The banks have reportedly paid back the low-interest loans from the Bank of Canada and U.S. Federal Reserve. Canadians were on the hook for $69 billion in mortgage backed securities that were sold off to the Canadian Mortgage and Housing Corporation, but the CMHC insured those mortgages anyway and the lack of defaults and foreclosures means the CMHC came out ahead on the deal.
The Canadian "bailout" was probably also the right thing to do. In the face of the biggest financial crisis since the Depression, the biggest priority was to keep our banks shored up with capital, and making loans and investments to keep the gears of the economy turning.
When credit dries up, awful things can happen. Homes don't get built or bought. Workers get laid off. Demand for goods and services plummets, and with it consumer confidence.
Truth is, history will show that the banks — and Canadians — are better off because of these loans and guarantees.
But it still wasn't all right, even if no harm came of it. We, the taxpayers, are the underwriters of everything our government does or fails to do, and we have a right to know when there's a chance we could get stuck with a large tab.

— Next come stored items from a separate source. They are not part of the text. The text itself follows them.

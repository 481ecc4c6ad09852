//! Wire and payload types.
//!
//! Raw records mirror the upstream API verbatim (key names included); every
//! processed type serializes to the camelCase JSON the dashboard consumes.

pub mod funding;
pub mod listings;
pub mod parity;

use serde::{Deserialize, Serialize};

pub use funding::*;
pub use listings::*;
pub use parity::*;

// ── Loosely typed field ───────────────────────────────────────────────────────

/// A single upstream field value. The API mixes strings, numbers and
/// booleans freely, sometimes for the same key across rows. Arrays and
/// objects land in `Other` so one odd field never rejects the payload.
#[derive(Debug, Clone, PartialEq, Serialize, Deserialize)]
#[serde(untagged)]
pub enum RawValue {
    Bool(bool),
    Number(f64),
    Text(String),
    Other(serde_json::Value),
}

impl RawValue {
    pub fn text(s: impl Into<String>) -> Self {
        RawValue::Text(s.into())
    }

    /// Trimmed textual form; numbers render without a trailing `.0`.
    /// Arrays join their scalar items with ", "; objects read as empty.
    pub fn as_text(&self) -> String {
        match self {
            RawValue::Bool(b) => b.to_string(),
            RawValue::Number(n) => n.to_string(),
            RawValue::Text(s) => s.trim().to_string(),
            RawValue::Other(serde_json::Value::Array(items)) => items
                .iter()
                .filter_map(|item| match item {
                    serde_json::Value::String(s) => Some(s.trim().to_string()),
                    serde_json::Value::Number(n) => Some(n.to_string()),
                    serde_json::Value::Bool(b) => Some(b.to_string()),
                    _ => None,
                })
                .filter(|s| !s.is_empty())
                .collect::<Vec<_>>()
                .join(", "),
            RawValue::Other(_) => String::new(),
        }
    }

    /// Plain numeric reading: "1,234.5" and "12.5%" are accepted, suffixed
    /// amounts are not (see `transform::parsers::parse_amount`).
    pub fn as_f64(&self) -> Option<f64> {
        match self {
            RawValue::Number(n) if n.is_finite() => Some(*n),
            RawValue::Number(_) | RawValue::Bool(_) | RawValue::Other(_) => None,
            RawValue::Text(s) => {
                let s = s.trim().replace([',', '%'], "");
                if s.is_empty() || s == "N/A" || s == "-" {
                    return None;
                }
                s.parse::<f64>().ok().filter(|n| n.is_finite())
            }
        }
    }

    /// Presence flag semantics used by parity rows.
    pub fn is_truthy(&self) -> bool {
        match self {
            RawValue::Bool(b) => *b,
            RawValue::Number(n) => *n != 0.0,
            RawValue::Text(s) => matches!(
                s.trim().to_lowercase().as_str(),
                "true" | "yes" | "y" | "1" | "listed" | "x"
            ),
            RawValue::Other(_) => false,
        }
    }
}

/// Non-empty trimmed text of an optional field.
pub fn text_of(value: &Option<RawValue>) -> Option<String> {
    value
        .as_ref()
        .map(RawValue::as_text)
        .filter(|s| !s.is_empty())
}

/// Numeric reading of an optional field.
pub fn number_of(value: &Option<RawValue>) -> Option<f64> {
    value.as_ref().and_then(RawValue::as_f64)
}

// ── Response envelope ─────────────────────────────────────────────────────────

/// Upstream answers either with a bare array or with `{ "data": [...] }`.
#[derive(Debug, Deserialize)]
#[serde(untagged)]
pub enum ApiEnvelope<T> {
    Bare(Vec<T>),
    Wrapped { data: Vec<T> },
}

impl<T> ApiEnvelope<T> {
    pub fn into_records(self) -> Vec<T> {
        match self {
            ApiEnvelope::Bare(records) | ApiEnvelope::Wrapped { data: records } => records,
        }
    }
}

#[cfg(test)]
mod tests {
    use super::*;

    #[test]
    fn test_raw_value_untagged() {
        let vals: Vec<Option<RawValue>> =
            serde_json::from_str(r#"[true, 3.5, "abc", null]"#).unwrap();
        assert_eq!(vals[0], Some(RawValue::Bool(true)));
        assert_eq!(vals[1], Some(RawValue::Number(3.5)));
        assert_eq!(vals[2], Some(RawValue::text("abc")));
        assert_eq!(vals[3], None);
    }

    #[test]
    fn test_as_text_and_number() {
        assert_eq!(RawValue::Number(5.0).as_text(), "5");
        assert_eq!(RawValue::text("  hi ").as_text(), "hi");
        assert_eq!(RawValue::text("1,234.5").as_f64(), Some(1234.5));
        assert_eq!(RawValue::text("-12.5%").as_f64(), Some(-12.5));
        assert_eq!(RawValue::text("N/A").as_f64(), None);
        assert_eq!(RawValue::Bool(true).as_f64(), None);
    }

    #[test]
    fn test_truthy() {
        assert!(RawValue::Bool(true).is_truthy());
        assert!(RawValue::Number(1.0).is_truthy());
        assert!(RawValue::text("Yes").is_truthy());
        assert!(RawValue::text("listed").is_truthy());
        assert!(!RawValue::text("no").is_truthy());
        assert!(!RawValue::text("").is_truthy());
        assert!(!RawValue::Number(0.0).is_truthy());
    }

    #[test]
    fn test_envelope_shapes() {
        let bare: ApiEnvelope<RawValue> = serde_json::from_str(r#"[1, "a"]"#).unwrap();
        assert_eq!(bare.into_records().len(), 2);
        let wrapped: ApiEnvelope<RawValue> = serde_json::from_str(r#"{"data": [true]}"#).unwrap();
        assert_eq!(wrapped.into_records(), vec![RawValue::Bool(true)]);
    }

    #[test]
    fn test_text_of_blank() {
        assert_eq!(text_of(&Some(RawValue::text("   "))), None);
        assert_eq!(text_of(&None), None);
    }

    #[test]
    fn test_nested_values_are_tolerated() {
        let vals: Vec<RawValue> =
            serde_json::from_str(r#"[["Binance", " OKX ", 3, null], {"x": 1}, []]"#).unwrap();
        assert_eq!(vals[0].as_text(), "Binance, OKX, 3");
        assert_eq!(vals[0].as_f64(), None);
        assert!(!vals[0].is_truthy());
        assert_eq!(text_of(&Some(vals[1].clone())), None);
        assert_eq!(text_of(&Some(vals[2].clone())), None);
    }

    #[test]
    fn test_envelope_survives_array_field() {
        let body = r#"{"data":[
            {"ticker":"AAA","exchanges":"Binance"},
            {"ticker":"BBB","exchanges":["Binance","OKX"],"extra":{"source":"feed"}}
        ]}"#;
        let rows = serde_json::from_str::<ApiEnvelope<RawListingRecord>>(body)
            .unwrap()
            .into_records();
        assert_eq!(rows.len(), 2);
        assert_eq!(text_of(&rows[1].exchanges).as_deref(), Some("Binance, OKX"));
    }
}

And the lies. Oh, the lies! Canadian politicians actually stood on the world stage and bragged about our great banking industry and strong economy. We boasted about our tough laws and regulations, our restrictions on mortgages, and the fact that we posted the highest economic growth of any country in the OECD during the downturn. These things are true on paper, but slightly less true if you consider the CCPA report.
Prime Minister Stephen Harper made the economy the centerpiece of his campaign, and all the discussion about the strength of our banks and financial sector probably had some kind of impact on the election in 2011. It's impossible to say how much, but I do think the debates and public discussions would have been a little different if Canadians knew the truth about the vulnerability of our financial institutions in the crisis.
Canada's banking industry and government was so lauded for its apparently exaggerated economic success that the Canadian dollar even became a refuge currency for other nations looking to bolster their own falling currencies and stave off inflation. That kept our dollar higher than it probably should have been, and while that's a good thing for Canadians looking to spend weekends in Vegas or trolling the outlet malls south of the Peace Arch, a high dollar is not as good for tourism, Whistler's industry, or exports. If it weren't for China buying up our resources to feed their economy, our own economic growth probably would have gone backwards.